The Hunger We Pass Down

Vancouver-born writer Jen Sookfong Lee's unnerving fourth novel, The Hunger We Pass Down, examines terrifying generational trauma passed from mothers to daughters in a Chinese Canadian family. Lee opens in 1938, when 13-year-old Gigi is a Hong Kong student fascinated by the stories of Nam Koo Terrace, a famous mansion with ghostly secrets she sees daily on the way to school. A year later, she's entrapped there, interminably raped as a comfort woman for occupying Japanese soldiers. Gigi will never escape Nam Koo, but her baby, Bette, raised by strangers, will begin the journey west, transporting Gigi's brutal legacy to the other side of the world.
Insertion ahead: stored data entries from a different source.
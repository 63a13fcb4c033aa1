//! Turns rendered review blocks into [`ReviewRecord`]s.
//!
//! Every field is read on its own; a field that cannot be read becomes
//! [`Field::Missing`] and the record is still produced. Blocks are visited in
//! document order and the batch keeps that order.

use std::sync::OnceLock;

use regex::Regex;
use tracing::{debug, info};
use trawl_drivers::{RenderSurface, SurfaceError, SurfaceResult};

use crate::options::Selectors;
use crate::record::{ExtractionBatch, Field, ReviewRecord};
use crate::wait::{wait_for_all_elements, WaitPolicy};

#[derive(Debug, Clone)]
pub struct RecordExtractor {
    pub selectors: Selectors,
    pub items_wait: WaitPolicy,
}

impl RecordExtractor {
    pub async fn extract_all<S: RenderSurface>(
        &self,
        surface: &S,
        root: Option<&S::Element>,
    ) -> ExtractionBatch {
        let blocks = match wait_for_all_elements(
            surface,
            root,
            &self.selectors.review_block,
            self.items_wait,
        )
        .await
        {
            Ok(blocks) => blocks,
            Err(err) => {
                info!(target: "trawl.extractor", reason = %err, "no review blocks found");
                return ExtractionBatch::new();
            }
        };

        let mut batch = ExtractionBatch::with_capacity(blocks.len());
        for block in &blocks {
            batch.push(self.extract_record(surface, block).await);
        }

        info!(target: "trawl.extractor", count = batch.len(), "extracted reviews");
        batch
    }

    /// Read one block. Never fails; unreadable fields are [`Field::Missing`].
    pub async fn extract_record<S: RenderSurface>(
        &self,
        surface: &S,
        block: &S::Element,
    ) -> ReviewRecord {
        let sel = &self.selectors;

        let author = sentinel_on_error(
            "author",
            read_child_text(surface, block, &sel.author).await,
        );
        let rating: Field<f64> = match self.read_rating_label(surface, block).await {
            Ok(Some(label)) => parse_rating(&label).into(),
            Ok(None) => Field::Missing,
            Err(err) => sentinel_on_error("rating", Err(err)),
        };
        let date = sentinel_on_error("date", read_child_text(surface, block, &sel.date).await);
        let text = sentinel_on_error("text", read_child_text(surface, block, &sel.text).await);
        let extras = self.read_extras(surface, block).await;

        ReviewRecord {
            author,
            rating,
            date,
            text,
            extras,
        }
    }

    async fn read_rating_label<S: RenderSurface>(
        &self,
        surface: &S,
        block: &S::Element,
    ) -> SurfaceResult<Option<String>> {
        let el = surface.find_within(block, &self.selectors.rating).await?;
        surface
            .read_attribute(&el, &self.selectors.rating_attribute)
            .await
    }

    async fn read_extras<S: RenderSurface>(&self, surface: &S, block: &S::Element) -> String {
        let elements = match surface
            .find_all_within(block, &self.selectors.extras)
            .await
        {
            Ok(elements) => elements,
            Err(err) => {
                debug!(target: "trawl.extractor", error = %err, "extras lookup failed");
                return String::new();
            }
        };

        let mut lines = Vec::with_capacity(elements.len());
        for el in &elements {
            match surface.read_text(el).await {
                Ok(raw) => lines.extend(format_extra(&raw)),
                Err(err) => debug!(target: "trawl.extractor", error = %err, "skipping extra"),
            }
        }
        lines.join("\n")
    }
}

async fn read_child_text<S: RenderSurface>(
    surface: &S,
    block: &S::Element,
    selector: &str,
) -> SurfaceResult<String> {
    let el = surface.find_within(block, selector).await?;
    surface.read_text(&el).await
}

fn sentinel_on_error<T>(field: &'static str, result: Result<T, SurfaceError>) -> Field<T> {
    match result {
        Ok(value) => Field::Value(value),
        Err(err) => {
            if !err.is_miss() {
                debug!(target: "trawl.extractor", field, error = %err, "field read failed");
            }
            Field::Missing
        }
    }
}

fn rating_pattern() -> &'static Regex {
    static PATTERN: OnceLock<Regex> = OnceLock::new();
    PATTERN.get_or_init(|| Regex::new(r"\d+(?:[.,]\d+)?").expect("rating pattern compiles"))
}

/// First number in a rating label such as `"4,5 de 5 estrelas"` or
/// `"Rated 4.0 out of 5"`. A comma is read as the decimal separator.
///
/// Only the first number counts, even when a label carries several.
pub fn parse_rating(label: &str) -> Option<f64> {
    let found = rating_pattern().find(label)?;
    found.as_str().replace(',', ".").parse().ok()
}

/// Normalise one supplementary-info block to `label: value`.
///
/// Two-line blocks (`"Comida\n5"`) become `"Comida: 5"`; single-line blocks
/// are kept as they are. Blank blocks yield `None`.
pub fn format_extra(raw: &str) -> Option<String> {
    let text = raw.trim();
    if text.is_empty() {
        return None;
    }
    let mut lines = text.split('\n');
    match (lines.next(), lines.next()) {
        (Some(label), Some(value)) => {
            let label = label.trim().trim_end_matches(':').trim_end();
            Some(format!("{}: {}", label, value.trim()))
        }
        _ => Some(text.to_string()),
    }
}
In 2024 Vancouver, 40-year-old Alice is a single mother to recalcitrant teen daughter Luna and technologically prodigious son Luca. Her diaper business isn't quite successful enough to hire help, she's not ready to commit to her adoring lover, and she can't get through the day without alcohol. When her life is inexplicably tidied overnight--her house, her business orders--she accepts that her drunken self could be on highly efficient autopilot. The truth proves paranormal, however, and helpful quickly turns heinous.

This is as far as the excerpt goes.